#### [Data]
======

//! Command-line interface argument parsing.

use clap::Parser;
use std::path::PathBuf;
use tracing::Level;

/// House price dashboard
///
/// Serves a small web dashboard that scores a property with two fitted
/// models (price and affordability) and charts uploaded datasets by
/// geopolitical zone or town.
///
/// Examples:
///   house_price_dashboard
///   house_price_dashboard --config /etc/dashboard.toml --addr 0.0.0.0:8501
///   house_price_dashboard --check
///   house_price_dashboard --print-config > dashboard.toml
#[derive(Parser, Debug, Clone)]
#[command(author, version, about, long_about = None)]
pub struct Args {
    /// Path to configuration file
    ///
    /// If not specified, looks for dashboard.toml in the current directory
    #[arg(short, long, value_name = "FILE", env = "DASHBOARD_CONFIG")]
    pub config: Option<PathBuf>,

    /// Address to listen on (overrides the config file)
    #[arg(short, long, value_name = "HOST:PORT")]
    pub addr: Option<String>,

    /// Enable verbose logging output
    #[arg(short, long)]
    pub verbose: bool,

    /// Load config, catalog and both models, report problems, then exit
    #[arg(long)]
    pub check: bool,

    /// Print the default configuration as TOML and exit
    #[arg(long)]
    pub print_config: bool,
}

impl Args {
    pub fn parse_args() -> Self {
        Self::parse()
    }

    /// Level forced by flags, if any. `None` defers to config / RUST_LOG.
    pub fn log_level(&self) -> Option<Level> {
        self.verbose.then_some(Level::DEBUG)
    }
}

======

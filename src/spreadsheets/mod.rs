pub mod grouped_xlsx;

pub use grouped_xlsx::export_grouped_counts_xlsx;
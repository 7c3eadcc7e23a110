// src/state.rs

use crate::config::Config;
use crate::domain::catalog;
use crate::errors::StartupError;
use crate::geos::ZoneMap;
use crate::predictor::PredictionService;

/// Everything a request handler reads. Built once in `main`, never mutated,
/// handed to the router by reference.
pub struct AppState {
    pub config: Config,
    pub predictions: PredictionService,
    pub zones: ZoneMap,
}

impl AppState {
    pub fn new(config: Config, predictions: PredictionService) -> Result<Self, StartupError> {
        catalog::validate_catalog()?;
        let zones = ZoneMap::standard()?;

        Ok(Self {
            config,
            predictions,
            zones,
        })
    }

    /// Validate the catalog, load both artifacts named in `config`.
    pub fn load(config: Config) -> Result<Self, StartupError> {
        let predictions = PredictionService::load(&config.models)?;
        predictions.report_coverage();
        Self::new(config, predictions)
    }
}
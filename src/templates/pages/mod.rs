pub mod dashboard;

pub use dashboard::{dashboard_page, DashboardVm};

======

#### [Task directions]
Filter the records above and copy every line that contains the word "catalog".

#### [Exercise answer]
    /// Load config, catalog and both models, report problems, then exit
use crate::domain::catalog;
        catalog::validate_catalog()?;
    /// Validate the catalog, load both artifacts named in `config`.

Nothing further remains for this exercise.